**Problem**
When you reach the line containing "named config file." in the entries below, begin reproducing lines exactly, and stop once the line containing "let name = self.output.format.as_deref()?;" is done.
= = = = = = =
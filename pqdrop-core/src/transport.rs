//! Transport seam for the PQDROP engine
//!
//! The engine never dials or listens: the hosting application hands it an
//! already-open bidirectional channel. NAT traversal, signaling, and
//! transport-level retransmission all live on the far side of this trait.

use crate::error::{Error, Result};
use crate::protocol::{
    decode_frame_header, decode_frame_payload, encode_frame, Message, FRAME_HEADER_LEN,
};
use async_trait::async_trait;
use tokio::io::{AsyncRead, AsyncReadExt, AsyncWrite, AsyncWriteExt};
use tokio::sync::mpsc;

/// Bidirectional message channel supplied by the hosting application
#[async_trait]
pub trait Transport: Send {
    /// Send one protocol message
    async fn send(&mut self, message: Message) -> Result<()>;

    /// Receive the next protocol message; `None` means the peer closed
    async fn recv(&mut self) -> Result<Option<Message>>;
}

/// Frame codec over any ordered byte stream
pub struct FramedTransport<S> {
    io: S,
}

impl<S> FramedTransport<S>
where
    S: AsyncRead + AsyncWrite + Unpin + Send,
{
    /// Wrap an already-open byte stream
    pub fn new(io: S) -> Self {
        Self { io }
    }

    /// Unwrap the underlying stream
    pub fn into_inner(self) -> S {
        self.io
    }
}

#[async_trait]
impl<S> Transport for FramedTransport<S>
where
    S: AsyncRead + AsyncWrite + Unpin + Send,
{
    async fn send(&mut self, message: Message) -> Result<()> {
        let frame = encode_frame(&message)?;
        self.io.write_all(&frame).await?;
        self.io.flush().await?;
        Ok(())
    }

    async fn recv(&mut self) -> Result<Option<Message>> {
        let mut header = [0u8; FRAME_HEADER_LEN];
        match self.io.read_exact(&mut header).await {
            Ok(_) => {}
            Err(e) if e.kind() == std::io::ErrorKind::UnexpectedEof => return Ok(None),
            Err(e) => return Err(e.into()),
        }
        let length = decode_frame_header(&header)?;
        let mut payload = vec![0u8; length];
        self.io.read_exact(&mut payload).await?;
        Ok(Some(decode_frame_payload(&payload)?))
    }
}

/// In-process transport backed by bounded channels
///
/// Used by tests and by hosting applications that run both legs locally.
pub struct MemoryTransport {
    tx: mpsc::Sender<Message>,
    rx: mpsc::Receiver<Message>,
}

/// Create a connected pair of in-memory transports
pub fn memory_pair(capacity: usize) -> (MemoryTransport, MemoryTransport) {
    let (left_tx, right_rx) = mpsc::channel(capacity);
    let (right_tx, left_rx) = mpsc::channel(capacity);
    (
        MemoryTransport {
            tx: left_tx,
            rx: left_rx,
        },
        MemoryTransport {
            tx: right_tx,
            rx: right_rx,
        },
    )
}

#[async_trait]
impl Transport for MemoryTransport {
    async fn send(&mut self, message: Message) -> Result<()> {
        self.tx
            .send(message)
            .await
            .map_err(|_| Error::Transport("peer closed".into()))
    }

    async fn recv(&mut self) -> Result<Option<Message>> {
        Ok(self.rx.recv().await)
    }
}

#[cfg(test)]
mod tests {
    use super::*;

    #[tokio::test]
    async fn test_memory_pair_roundtrip() {
        let (mut left, mut right) = memory_pair(4);
        left.send(Message::Ack { index: 9 }).await.unwrap();
        assert_eq!(right.recv().await.unwrap(), Some(Message::Ack { index: 9 }));
    }

    #[tokio::test]
    async fn test_memory_pair_close() {
        let (left, mut right) = memory_pair(4);
        drop(left);
        assert_eq!(right.recv().await.unwrap(), None);
    }

    #[tokio::test]
    async fn test_framed_transport_roundtrip() {
        let (client, server) = tokio::io::duplex(64 * 1024);
        let mut client = FramedTransport::new(client);
        let mut server = FramedTransport::new(server);

        client
            .send(Message::Complete { success: true })
            .await
            .unwrap();
        client.send(Message::Ack { index: 3 }).await.unwrap();

        assert_eq!(
            server.recv().await.unwrap(),
            Some(Message::Complete { success: true })
        );
        assert_eq!(server.recv().await.unwrap(), Some(Message::Ack { index: 3 }));

        drop(client);
        assert_eq!(server.recv().await.unwrap(), None);
    }
}
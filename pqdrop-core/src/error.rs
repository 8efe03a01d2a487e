//! Error types for the PQDROP transfer engine

use thiserror::Error;

/// Result type for PQDROP operations
pub type Result<T> = std::result::Result<T, Error>;

/// PQDROP-specific error types
#[derive(Error, Debug)]
pub enum Error {
    /// Handshake timed out, was malformed, or decapsulation failed
    #[error("Key exchange failed: {0}")]
    KeyExchangeFailed(String),

    /// A chunk decrypted to bytes whose hash does not match the declared hash
    #[error("Chunk {index} hash mismatch")]
    ChunkHashMismatch {
        /// Index of the offending chunk
        index: u32,
    },

    /// A chunk was not acknowledged within its retry budget
    #[error("Chunk {index} timed out after {attempts} attempts")]
    ChunkTimeout {
        /// Index of the unacknowledged chunk
        index: u32,
        /// Number of send attempts made
        attempts: u32,
    },

    /// Assembly was attempted before every chunk arrived
    #[error("Incomplete transfer: {received} of {total} chunks present")]
    IncompleteTransfer {
        /// Chunks received so far
        received: u32,
        /// Total chunks expected
        total: u32,
    },

    /// The reassembled file's hash does not match the declared file hash
    #[error("Whole-file hash mismatch after reassembly")]
    FileHashMismatch,

    /// Group recipient list validation failure
    #[error("Invalid recipient: {0}")]
    InvalidRecipient(String),

    /// Resume attempted against state past its retention window
    #[error("Transfer expired: {0}")]
    TransferExpired(String),

    /// Rejected session state transition
    #[error("Invalid state transition: {from} -> {to}")]
    InvalidStateTransition {
        /// State the session was in
        from: &'static str,
        /// State that was requested
        to: &'static str,
    },

    /// Cryptographic operation failed
    #[error("Cryptographic error: {0}")]
    Crypto(String),

    /// Protocol violation or invalid message
    #[error("Protocol error: {0}")]
    Protocol(String),

    /// Transport channel error
    #[error("Transport error: {0}")]
    Transport(String),

    /// Resume/key-value store error
    #[error("Storage error: {0}")]
    Storage(String),

    /// Invalid input or parameter
    #[error("Invalid input: {0}")]
    InvalidInput(String),

    /// The session was cancelled by the caller
    #[error("Transfer cancelled")]
    Cancelled,
}

impl From<std::io::Error> for Error {
    fn from(err: std::io::Error) -> Self {
        Error::Transport(err.to_string())
    }
}

impl From<postcard::Error> for Error {
    fn from(err: postcard::Error) -> Self {
        Error::Protocol(format!("Serialization error: {}", err))
    }
}

impl Error {
    /// Whether the condition is recoverable by a bounded chunk-level resend
    pub fn is_recoverable(&self) -> bool {
        matches!(
            self,
            Error::ChunkHashMismatch { .. } | Error::ChunkTimeout { .. }
        )
    }
}

#[cfg(test)]
mod tests {
    use super::*;

    #[test]
    fn test_error_conversions() {
        let io_error = std::io::Error::new(std::io::ErrorKind::ConnectionReset, "test");
        let err: Error = io_error.into();
        assert!(matches!(err, Error::Transport(_)));
    }

    #[test]
    fn test_recoverable_classification() {
        assert!(Error::ChunkHashMismatch { index: 3 }.is_recoverable());
        assert!(Error::ChunkTimeout {
            index: 3,
            attempts: 3
        }
        .is_recoverable());
        assert!(!Error::FileHashMismatch.is_recoverable());
        assert!(!Error::KeyExchangeFailed("timeout".into()).is_recoverable());
    }

    #[test]
    fn test_display_includes_index() {
        let err = Error::ChunkHashMismatch { index: 17 };
        assert!(err.to_string().contains("17"));
    }
}
//! pomgraph configuration loading from `.pomgraph.toml`.
//!
//! Configuration is optional; without a file every setting takes its
//! built-in default. Command-line flags override anything set here.
//!
//! # Example Configuration
//!
//! ```toml
//! [scanner]
//! ignore = ["legacy/", "samples/"]
//! respect_gitignore = true
//! include_hidden = false
//! follow_symlinks = false
//!
//! [graph]
//! relations = ["parent", "module", "dependency"]
//! parallel_reads = true
//!
//! [output]
//! format = "graphml"
//! pretty = false
//! ```

use anyhow::{Context, Result};
use serde::Deserialize;
use std::path::Path;

use pomgraph_core::{ExportFormat, RelationKind};

/// Default config file name, looked up in the working directory.
pub const CONFIG_FILE_NAME: &str = ".pomgraph.toml";

/// Root configuration structure loaded from `.pomgraph.toml`.
///
/// All sections are optional and will use defaults if not specified.
#[derive(Debug, Deserialize, Default)]
pub struct PomgraphConfig {
    /// Descriptor discovery settings.
    #[serde(default)]
    pub scanner: ScannerConfig,

    /// Which relations to build and how.
    #[serde(default)]
    pub graph: GraphConfig,

    /// Output preferences.
    #[serde(default)]
    pub output: OutputSettings,
}

/// Scanner configuration controlling descriptor discovery.
#[derive(Debug, Deserialize)]
pub struct ScannerConfig {
    /// Additional glob patterns to ignore during scanning.
    ///
    /// These are combined with the built-in defaults (`target/`, `.git/`)
    /// and any `.gitignore` / `.pomgraphignore` rules.
    #[serde(default)]
    pub ignore: Vec<String>,

    /// Honour `.gitignore`, global git excludes and `.git/info/exclude`.
    #[serde(default = "default_true")]
    pub respect_gitignore: bool,

    /// Descend into hidden directories.
    #[serde(default)]
    pub include_hidden: bool,

    #[serde(default)]
    pub follow_symlinks: bool,
}

impl Default for ScannerConfig {
    fn default() -> Self {
        Self {
            ignore: Vec::new(),
            respect_gitignore: true,
            include_hidden: false,
            follow_symlinks: false,
        }
    }
}

/// Graph construction settings.
#[derive(Debug, Deserialize)]
pub struct GraphConfig {
    /// Relation kinds to build. `None` means all three.
    #[serde(default)]
    pub relations: Option<Vec<String>>,

    /// Read descriptors in parallel before building.
    #[serde(default = "default_true")]
    pub parallel_reads: bool,
}

impl Default for GraphConfig {
    fn default() -> Self {
        Self {
            relations: None,
            parallel_reads: true,
        }
    }
}

/// Output preferences.
#[derive(Debug, Deserialize, Default)]
pub struct OutputSettings {
    /// Default export format: `graphml`, `json` or `dot`.
    #[serde(default)]
    pub format: Option<String>,

    /// Pretty-print JSON output.
    #[serde(default)]
    pub pretty: bool,
}

fn default_true() -> bool {
    true
}

/// Default ignore patterns that are always included.
///
/// Maven copies each module's descriptor into
/// `target/classes/META-INF/maven/<group>/<artifact>/pom.xml`.
const DEFAULT_IGNORE_PATTERNS: &[&str] = &["target/", ".git/"];

impl PomgraphConfig {
    /// Load `.pomgraph.toml` from `root`.
    ///
    /// If the file doesn't exist or can't be parsed, returns defaults.
    /// Parse errors are logged as warnings but don't cause failures.
    pub fn load(root: &Path) -> Self {
        let config_path = root.join(CONFIG_FILE_NAME);
        if config_path.exists() {
            match std::fs::read_to_string(&config_path) {
                Ok(content) => return Self::parse_or_default(&content, &config_path),
                Err(e) => {
                    tracing::warn!("Failed to read {}: {}", config_path.display(), e);
                }
            }
        }
        Self::default()
    }

    /// Load an explicitly named config file.
    ///
    /// Unlike [`PomgraphConfig::load`], a file that cannot be read is an
    /// error. Parse failures still fall back to defaults with a warning.
    pub fn load_from(path: &Path) -> Result<Self> {
        let content = std::fs::read_to_string(path)
            .with_context(|| format!("Failed to read config file {}", path.display()))?;
        Ok(Self::parse_or_default(&content, path))
    }

    fn parse_or_default(content: &str, path: &Path) -> Self {
        match toml::from_str(content) {
            Ok(config) => config,
            Err(e) => {
                tracing::warn!("Failed to parse {}: {}", path.display(), e);
                Self::default()
            }
        }
    }

    /// Get ignore patterns for the scanner, with defaults included.
    ///
    /// User patterns come first; defaults are appended unless already
    /// present.
    pub fn ignore_patterns(&self) -> Vec<String> {
        let mut patterns = self.scanner.ignore.clone();

        for default in DEFAULT_IGNORE_PATTERNS {
            if !patterns.iter().any(|p| p == default) {
                patterns.push(default.to_string());
            }
        }

        patterns
    }

    /// Configured relation kinds, if any.
    ///
    /// Unknown names are skipped with a warning.
    pub fn relations(&self) -> Option<Vec<RelationKind>> {
        let names = self.graph.relations.as_ref()?;
        let kinds = names
            .iter()
            .filter_map(|name| match name.parse() {
                Ok(kind) => Some(kind),
                Err(e) => {
                    tracing::warn!("Ignoring [graph].relations entry: {}", e);
                    None
                }
            })
            .collect();
        Some(kinds)
    }

    /// Get the default export format, if configured and valid.
    pub fn default_format(&self) -> Option<ExportFormat> {
        let name = self.output.format.as_deref()?;
        match name.parse() {
            Ok(format) => Some(format),
            Err(e) => {
                tracing::warn!("Ignoring [output].format: {}", e);
                None
            }
        }
    }
}

#[cfg(test)]
mod tests {
    use super::*;
    use tempfile::TempDir;

    #[test]
    fn test_default_config() {
        let config = PomgraphConfig::default();
        assert!(config.scanner.respect_gitignore);
        assert!(!config.scanner.include_hidden);
        assert!(config.graph.parallel_reads);
        assert!(config.relations().is_none());
        assert!(config.default_format().is_none());
        assert!(!config.output.pretty);
    }

    #[test]
    fn test_parse_full_config() {
        let toml_content = r#"
[scanner]
ignore = ["legacy/"]
respect_gitignore = false
include_hidden = true
follow_symlinks = true

[graph]
relations = ["dependency", "Parent"]
parallel_reads = false

[output]
format = "json"
pretty = true
"#;
        let config: PomgraphConfig = toml::from_str(toml_content).unwrap();

        assert_eq!(config.scanner.ignore, vec!["legacy/"]);
        assert!(!config.scanner.respect_gitignore);
        assert!(config.scanner.include_hidden);
        assert!(config.scanner.follow_symlinks);

        assert_eq!(
            config.relations(),
            Some(vec![RelationKind::Dependency, RelationKind::Parent])
        );
        assert!(!config.graph.parallel_reads);

        assert_eq!(config.default_format(), Some(ExportFormat::Json));
        assert!(config.output.pretty);
    }

    #[test]
    fn test_partial_section_keeps_defaults() {
        let config: PomgraphConfig = toml::from_str("[scanner]\ninclude_hidden = true\n").unwrap();
        assert!(config.scanner.respect_gitignore);
        assert!(config.graph.parallel_reads);
    }

    #[test]
    fn test_ignore_patterns_with_defaults() {
        let config: PomgraphConfig =
            toml::from_str("[scanner]\nignore = [\"legacy/\", \"target/\"]\n").unwrap();
        let patterns = config.ignore_patterns();

        assert_eq!(patterns[0], "legacy/");
        assert_eq!(patterns.iter().filter(|p| *p == "target/").count(), 1);
        assert!(patterns.contains(&".git/".to_string()));
    }

    #[test]
    fn test_invalid_entries_are_skipped() {
        let toml_content = r#"
[graph]
relations = ["parent", "import"]

[output]
format = "svg"
"#;
        let config: PomgraphConfig = toml::from_str(toml_content).unwrap();
        assert_eq!(config.relations(), Some(vec![RelationKind::Parent]));
        assert_eq!(config.default_format(), None);
    }

    #[test]
    fn test_load_missing_and_malformed() {
        let dir = TempDir::new().unwrap();
        let config = PomgraphConfig::load(dir.path());
        assert!(config.scanner.ignore.is_empty());

        std::fs::write(dir.path().join(CONFIG_FILE_NAME), "[scanner\nignore = 1").unwrap();
        let config = PomgraphConfig::load(dir.path());
        assert!(config.scanner.ignore.is_empty());
    }

    #[test]
    fn test_load_from_explicit_path() {
        let dir = TempDir::new().unwrap();
        let path = dir.path().join("custom.toml");
        std::fs::write(&path, "[output]\nformat = \"dot\"\n").unwrap();

        let config = PomgraphConfig::load_from(&path).unwrap();
        assert_eq!(config.default_format(), Some(ExportFormat::Dot));

        assert!(PomgraphConfig::load_from(&dir.path().join("absent.toml")).is_err());
    }
}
= = = = = = =
**Exercise response**
    /// Load an explicitly named config file.
    ///
    /// Unlike [`PomgraphConfig::load`], a file that cannot be read is an
    /// error. Parse failures still fall back to defaults with a warning.
    pub fn load_from(path: &Path) -> Result<Self> {
        let content = std::fs::read_to_string(path)
            .with_context(|| format!("Failed to read config file {}", path.display()))?;
        Ok(Self::parse_or_default(&content, path))
    }

    fn parse_or_default(content: &str, path: &Path) -> Self {
        match toml::from_str(content) {
            Ok(config) => config,
            Err(e) => {
                tracing::warn!("Failed to parse {}: {}", path.display(), e);
                Self::default()
            }
        }
    }

    /// Get ignore patterns for the scanner, with defaults included.
    ///
    /// User patterns come first; defaults are appended unless already
    /// present.
    pub fn ignore_patterns(&self) -> Vec<String> {
        let mut patterns = self.scanner.ignore.clone();

        for default in DEFAULT_IGNORE_PATTERNS {
            if !patterns.iter().any(|p| p == default) {
                patterns.push(default.to_string());
            }
        }

        patterns
    }

    /// Configured relation kinds, if any.
    ///
    /// Unknown names are skipped with a warning.
    pub fn relations(&self) -> Option<Vec<RelationKind>> {
        let names = self.graph.relations.as_ref()?;
        let kinds = names
            .iter()
            .filter_map(|name| match name.parse() {
                Ok(kind) => Some(kind),
                Err(e) => {
                    tracing::warn!("Ignoring [graph].relations entry: {}", e);
                    None
                }
            })
            .collect();
        Some(kinds)
    }

    /// Get the default export format, if configured and valid.
    pub fn default_format(&self) -> Option<ExportFormat> {
        let name = self.output.format.as_deref()?;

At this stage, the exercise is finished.